First Meetings
The house was abuzz with anticipation the day he arrived. Her sisters had become quite the spectacle in their preparations for the arrival while she had simply yawned and scratched at the mess of hair atop her head and sipped at the cup of warm black tea in front of her. She liked it strong and bitter and she always refused to acknowledge her sisters prattling till she finished her cup.
But a prince was coming today, a High Prince, and not just any High Prince, the High Prince. Considered mightiest in all parts of body and mind, in valor and endurance, in beauty and understanding, in strength and skill and on and on and on they went. She watched her sisters with half lidded eyes and sipped at her tea. She was sick of him already.
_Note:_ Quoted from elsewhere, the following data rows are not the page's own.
use anyhow::Context;
use std::sync::Arc;

use crate::module::{InitCtx, Migration, Module};

/// Module registry managing module lifecycle in registration order
pub struct ModuleRegistry {
    modules: Vec<Arc<dyn Module>>,
}

impl ModuleRegistry {
    /// Create a new module registry
    pub fn new() -> Self {
        Self {
            modules: Vec::new(),
        }
    }

    /// Register a module with the registry
    ///
    /// Registering two modules with the same name is rejected because both
    /// would be mounted under the same path prefix.
    pub fn register(&mut self, module: Arc<dyn Module>) -> anyhow::Result<()> {
        if self.get_module(module.name()).is_some() {
            anyhow::bail!("module '{}' is already registered", module.name());
        }
        self.modules.push(module);
        Ok(())
    }

    /// Get all registered modules in registration order
    pub fn modules(&self) -> impl Iterator<Item = &Arc<dyn Module>> {
        self.modules.iter()
    }

    /// Get a module by name
    pub fn get_module(&self, name: &str) -> Option<&Arc<dyn Module>> {
        self.modules.iter().find(|module| module.name() == name)
    }

    /// Get the number of registered modules
    pub fn module_count(&self) -> usize {
        self.modules.len()
    }

    /// Initialize modules in registration order
    pub async fn init_modules(&self, ctx: &InitCtx<'_>) -> anyhow::Result<()> {
        tracing::info!("initializing {} modules", self.modules.len());

        for module in &self.modules {
            tracing::info!(module = module.name(), "initializing module");

            module
                .init(ctx)
                .await
                .with_context(|| format!("failed to initialize module '{}'", module.name()))?;
        }

        Ok(())
    }

    /// Start modules in registration order
    pub async fn start_modules(&self, ctx: &InitCtx<'_>) -> anyhow::Result<()> {
        tracing::info!("starting {} modules", self.modules.len());

        for module in &self.modules {
            tracing::info!(module = module.name(), "starting module");

            module
                .start(ctx)
                .await
                .with_context(|| format!("failed to start module '{}'", module.name()))?;
        }

        Ok(())
    }

    /// Stop modules in reverse registration order
    pub async fn stop_modules(&self) -> anyhow::Result<()> {
        tracing::info!("stopping {} modules", self.modules.len());

        for module in self.modules.iter().rev() {
            tracing::info!(module = module.name(), "stopping module");

            module
                .stop()
                .await
                .with_context(|| format!("failed to stop module '{}'", module.name()))?;
        }

        Ok(())
    }

    /// Collect all migrations from all modules, tagged with the owning module name
    pub fn collect_migrations(&self) -> Vec<(String, Migration)> {
        let mut migrations = Vec::new();

        for module in &self.modules {
            for migration in module.migrations() {
                migrations.push((module.name().to_string(), migration));
            }
        }

        // Sort by module name and migration ID for deterministic ordering
        migrations.sort_by(|a, b| a.0.cmp(&b.0).then_with(|| a.1.id.cmp(b.1.id)));

        migrations
    }
}

impl Default for ModuleRegistry {
    fn default() -> Self {
        Self::new()
    }
}
pub mod books;

use std::sync::Arc;

use anyhow::Context;
use bookshelf_kernel::{settings::Settings, ModuleRegistry};
use sqlx::SqlitePool;

use books::{repository::SqlBookRepository, schema::BookSchema};

/// Register all project-specific modules with the registry
pub fn register_all(
    registry: &mut ModuleRegistry,
    pool: &SqlitePool,
    settings: &Settings,
) -> anyhow::Result<()> {
    let schema = BookSchema::load(settings.books.schema_path.as_deref())
        .with_context(|| "failed to load book schema")?;
    let repository = Arc::new(SqlBookRepository::new(pool.clone()));

    registry.register(books::create_module(repository, Arc::new(schema)))?;
    Ok(())
}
Her father had come in and planted a kiss on the head of each of his daughters pausing at the youngest, grimacing at her cup. "You're too young to be so old Nerdanel" he would tease. She simply looked at him with eyes half lidded and continued to sip at her tea.
When she was finished she headed back to her room and dressed as she normally would. A pair of worn boys breeches and a tunic she tore the sleeves of off for when she worked in the forge. She headed back down stairs only to be greeted by her sisters still fluttering and fussing about, complaining about the state of the house and how little assistance they were receiving and when they saw their little sister their distress became even more vocal.
"Look at her!"
"Shameful!"
"It is not proper!"
"She looks like an orphan!"
They called to their father in protest. "Do something!" they cried. Their father for his part had stared at her in confusion for she looked as she always did. And so she took it upon herself to assuage her sisters' fears.
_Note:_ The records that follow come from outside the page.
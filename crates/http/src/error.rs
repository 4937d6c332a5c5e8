//! Error handling for the bookshelf HTTP layer

use axum::{
    http::StatusCode,
    response::{IntoResponse, Response},
    Json,
};
use serde::{Deserialize, Serialize};
use thiserror::Error;
use time::{format_description::well_known::Rfc3339, OffsetDateTime};
use uuid::Uuid;

const INTERNAL_ERROR_MESSAGE: &str = "An internal server error occurred";

/// Standard error payload for all HTTP errors
#[derive(Debug, Serialize, Deserialize)]
pub struct ErrorBody {
    pub code: String,
    pub message: String,
    pub details: Vec<serde_json::Value>,
    pub trace_id: String,
    pub timestamp: String,
}

/// Envelope wrapping [`ErrorBody`] under the `error` key
#[derive(Debug, Serialize, Deserialize)]
pub struct ErrorResponse {
    pub error: ErrorBody,
}

/// Application error types that map to HTTP responses
#[derive(Error, Debug)]
pub enum AppError {
    #[error("validation error: {message}")]
    Validation {
        details: Vec<serde_json::Value>,
        code: String,
        message: String,
    },

    #[error("conflict: {message}")]
    Conflict {
        details: Vec<serde_json::Value>,
        code: String,
        message: String,
    },

    #[error("not found: {message}")]
    NotFound { message: String, code: String },

    #[error("bad request: {message}")]
    BadRequest { message: String, code: String },

    #[error(transparent)]
    Internal(#[from] anyhow::Error),
}

impl AppError {
    /// Create a validation error
    pub fn validation(details: Vec<serde_json::Value>, message: impl Into<String>) -> Self {
        Self::Validation {
            details,
            code: "validation_error".to_string(),
            message: message.into(),
        }
    }

    /// Create a conflict error
    pub fn conflict(details: Vec<serde_json::Value>, message: impl Into<String>) -> Self {
        Self::Conflict {
            details,
            code: "conflict".to_string(),
            message: message.into(),
        }
    }

    /// Create a not found error
    pub fn not_found(message: impl Into<String>) -> Self {
        Self::NotFound {
            message: message.into(),
            code: "not_found".to_string(),
        }
    }

    /// Create a bad request error
    pub fn bad_request(message: impl Into<String>) -> Self {
        Self::BadRequest {
            message: message.into(),
            code: "bad_request".to_string(),
        }
    }

    /// HTTP status this error maps to
    pub fn status(&self) -> StatusCode {
        match self {
            AppError::Validation { .. } | AppError::BadRequest { .. } => StatusCode::BAD_REQUEST,
            AppError::Conflict { .. } => StatusCode::CONFLICT,
            AppError::NotFound { .. } => StatusCode::NOT_FOUND,
            AppError::Internal(_) => StatusCode::INTERNAL_SERVER_ERROR,
        }
    }
}

impl IntoResponse for AppError {
    fn into_response(self) -> Response {
        let status = self.status();
        let error_id = Uuid::new_v4();
        let timestamp = OffsetDateTime::now_utc()
            .format(&Rfc3339)
            .unwrap_or_else(|_| OffsetDateTime::now_utc().to_string());

        let (code, message, details) = match self {
            AppError::Validation {
                details,
                code,
                message,
            }
            | AppError::Conflict {
                details,
                code,
                message,
            } => (code, message, details),
            AppError::NotFound { message, code } | AppError::BadRequest { message, code } => {
                (code, message, Vec::new())
            }
            AppError::Internal(e) => {
                // Storage and connectivity detail stays in the logs.
                tracing::error!(error_id = %error_id, error = ?e, "unexpected error");
                (
                    "internal_error".to_string(),
                    INTERNAL_ERROR_MESSAGE.to_string(),
                    Vec::new(),
                )
            }
        };

        if status.is_server_error() {
            tracing::error!(
                error_id = %error_id,
                error_code = %code,
                status_code = %status.as_u16(),
                "request error"
            );
        } else {
            tracing::warn!(
                error_id = %error_id,
                error_code = %code,
                status_code = %status.as_u16(),
                %message,
                "request error"
            );
        }

        let body = ErrorResponse {
            error: ErrorBody {
                code,
                message,
                details,
                trace_id: error_id.to_string(),
                timestamp,
            },
        };

        (status, Json(body)).into_response()
    }
}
"Then tell him I am and orphan so that he may be dazzled by your charity and gracious nature."
She had no interest in this little prince and found herself becoming slightly determined not to like him. And from what she had overheard, he seemed to be more trouble than not and therefore resolved herself to be unimpressed.
She loved working in her father's forge. He never looked down at her for her ambitions. Her father being the only man in her life to ever encourage her endeavors, as even a few of the apprentices looked at her askance. And so it became her habit to ignore them and focus on her father only. He was commanding and strong and yet patient and gentle. The greatest of Aman's craftsmen and he only took the most promising students and she was always one. The forge was hot and dirty and smelled of burning metal and the air had an acidic taste to it but she loved it there, smelting the silver or gold, bending the iron to her will. This was her place, her world and she would command her father's attention as he did the forge, on her own terms.
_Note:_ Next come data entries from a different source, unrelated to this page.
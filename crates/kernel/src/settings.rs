use std::path::{Path, PathBuf};
use std::str::FromStr;

use anyhow::{anyhow, Context};
use serde::Deserialize;

const DEFAULT_ENV: &str = "local";
const ENV_VAR_NAME: &str = "BOOKSHELF_ENV";
const CONFIG_DIR_ENV: &str = "BOOKSHELF_CONFIG_DIR";
const ENV_PREFIX: &str = "BOOKSHELF";

/// Deployment environment the application is running in.
#[derive(Debug, Clone, Deserialize, PartialEq, Eq, Default)]
#[serde(rename_all = "lowercase")]
pub enum Environment {
    #[default]
    Local,
    Staging,
    Production,
}

impl FromStr for Environment {
    type Err = anyhow::Error;

    fn from_str(value: &str) -> Result<Self, Self::Err> {
        match value {
            "local" => Ok(Environment::Local),
            "staging" => Ok(Environment::Staging),
            "production" => Ok(Environment::Production),
            other => Err(anyhow!(
                "unsupported environment '{}'; expected local/staging/production",
                other
            )),
        }
    }
}

/// Top-level configuration structure loaded from layered sources.
#[derive(Debug, Clone, Deserialize, Default)]
pub struct Settings {
    #[serde(default)]
    pub environment: Environment,
    #[serde(default)]
    pub server: ServerSettings,
    #[serde(default)]
    pub database: DatabaseSettings,
    #[serde(default)]
    pub telemetry: TelemetrySettings,
    #[serde(default)]
    pub books: BooksSettings,
}

impl Settings {
    /// Load configuration by layering `.env`, base file, environment overlay,
    /// and `BOOKSHELF_*` variables.
    pub fn load() -> anyhow::Result<Self> {
        // Allow missing `.env` files without failing.
        let _ = dotenvy::dotenv();

        let environment = std::env::var(ENV_VAR_NAME).unwrap_or_else(|_| DEFAULT_ENV.to_string());
        let config_dir = match std::env::var(CONFIG_DIR_ENV) {
            Ok(dir) => PathBuf::from(dir),
            Err(_) => std::env::current_dir()
                .with_context(|| "unable to resolve current directory")?
                .join("config"),
        };

        Self::from_dir(&config_dir, &environment)
    }

    /// Load configuration from `base.toml` and `{environment}.toml` inside
    /// `config_dir`, then apply environment variable overrides.
    pub fn from_dir(config_dir: &Path, environment: &str) -> anyhow::Result<Self> {
        let parsed_environment: Environment = environment.parse()?;

        let base_path = config_dir.join("base.toml");
        let environment_path = config_dir.join(format!("{}.toml", environment));

        let builder = config::Config::builder()
            .add_source(config::File::from(base_path).required(false))
            .add_source(config::File::from(environment_path).required(false))
            .add_source(
                config::Environment::with_prefix(ENV_PREFIX)
                    .prefix_separator("_")
                    .separator("__"),
            );

        let cfg = builder
            .build()
            .with_context(|| "failed to build configuration")?;

        let mut settings: Settings = cfg
            .try_deserialize()
            .with_context(|| "failed to deserialize configuration")?;

        // The selected environment wins over anything written in the files.
        settings.environment = parsed_environment;

        // Relative paths in config files are relative to the config directory.
        if let Some(schema_path) = settings.books.schema_path.take() {
            settings.books.schema_path = Some(if schema_path.is_relative() {
                config_dir.join(schema_path)
            } else {
                schema_path
            });
        }

        Ok(settings)
    }
}

#[derive(Debug, Clone, Deserialize)]
pub struct ServerSettings {
    #[serde(default = "ServerSettings::default_host")]
    pub host: String,
    #[serde(default = "ServerSettings::default_port")]
    pub port: u16,
    #[serde(default = "ServerSettings::default_request_timeout_ms")]
    pub request_timeout_ms: u64,
}

impl ServerSettings {
    fn default_host() -> String {
        "0.0.0.0".to_string()
    }

    fn default_port() -> u16 {
        8080
    }

    fn default_request_timeout_ms() -> u64 {
        15000
    }
}

impl Default for ServerSettings {
    fn default() -> Self {
        Self {
            host: Self::default_host(),
            port: Self::default_port(),
            request_timeout_ms: Self::default_request_timeout_ms(),
        }
    }
}

#[derive(Debug, Clone, Deserialize)]
pub struct DatabaseSettings {
    /// sqlx connection URL, e.g. `sqlite://bookshelf.db` or `sqlite::memory:`
    #[serde(default = "DatabaseSettings::default_url")]
    pub url: String,
    #[serde(default = "DatabaseSettings::default_max_connections")]
    pub max_connections: u32,
}

impl DatabaseSettings {
    fn default_url() -> String {
        "sqlite://bookshelf.db".to_string()
    }

    fn default_max_connections() -> u32 {
        5
    }
}

impl Default for DatabaseSettings {
    fn default() -> Self {
        Self {
            url: Self::default_url(),
            max_connections: Self::default_max_connections(),
        }
    }
}

#[derive(Debug, Clone, Deserialize)]
pub struct TelemetrySettings {
    #[serde(default)]
    pub log_format: LogFormat,
    /// `EnvFilter` directive used when `RUST_LOG` is unset
    #[serde(default = "TelemetrySettings::default_filter")]
    pub filter: String,
}

impl TelemetrySettings {
    fn default_filter() -> String {
        "info,tower_http=info,sqlx=warn".to_string()
    }
}

impl Default for TelemetrySettings {
    fn default() -> Self {
        Self {
            log_format: LogFormat::Pretty,
            filter: Self::default_filter(),
        }
    }
}

#[derive(Debug, Clone, Deserialize, PartialEq, Eq, Default)]
#[serde(rename_all = "lowercase")]
pub enum LogFormat {
    #[default]
    Pretty,
    Json,
}

/// Settings for the books module.
#[derive(Debug, Clone, Deserialize, Default)]
pub struct BooksSettings {
    /// JSON schema document for book payloads, relative to the config directory;
    /// the built-in schema is used when unset
    #[serde(default)]
    pub schema_path: Option<PathBuf>,
}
She worked side by side with the little prince in the beginning and took great pleasure in correcting his mistakes and felt no small amount of consternation when she did not have to repeat herself. He was not like the other apprentices who were constantly vying for her father's approval. He moved with his own confidence and soaked up the knowledge of her father's forge. She would become irritated at the amused looks he would give her when she would grab the hammer before he could; leaving him to man the bellows, which he always did without complaint. But while he may have proven some level of dominance at the forge, he would never match her in the studio. He created things of beauty to be sure. But they were almost too beautiful, too precise. He could not immerse himself there the way that she did. She could get lost in the smoothness of the marble, spending hours running her hands over the stone till it finally spoke to her and she would grab the chisel and rasp and lose herself in the forms the stone would beckon her to create. She would go into the studio during Laurelin's early hours and suddenly realize she was still there long after the mingling of the lights. Occasionally she would look up to find him there; staring at her intently, his eyes shining with a strange silver light that reminded her of Telperion's reflection on the water. Sometimes she would just sniff at him and set down her tools, telling him to lock up when he was done. Other times she was too tired to even take notice of him and would just leave, stumbling out to the main house to collapse in her bed, waking the next morning still covered in dust from the day before.
It went on for some time like this. They would see each other in the mornings.
"Fëanáro," she would say with barely an incline to her head.
"Nerdanel," he would respond dropping to a deep bow before her.
And always when he straightened, her eyes would narrow as his lit up with mirth. It was not for several months that they would speak any other words to each other and even then it was brief.
"You do not like me," he had called out to her one evening as she set down her tools to leave, "do you."
She turned and looked him up and down, studying him with the same intensity as she would a potential carving stone.
"I suppose proportion wise, you are pleasing," she acquiesced, "… but then you speak."
She turned her back to him then and left the room, quite pleased with the finality of her statement, never seeing the slow smile that spread across the other's visage.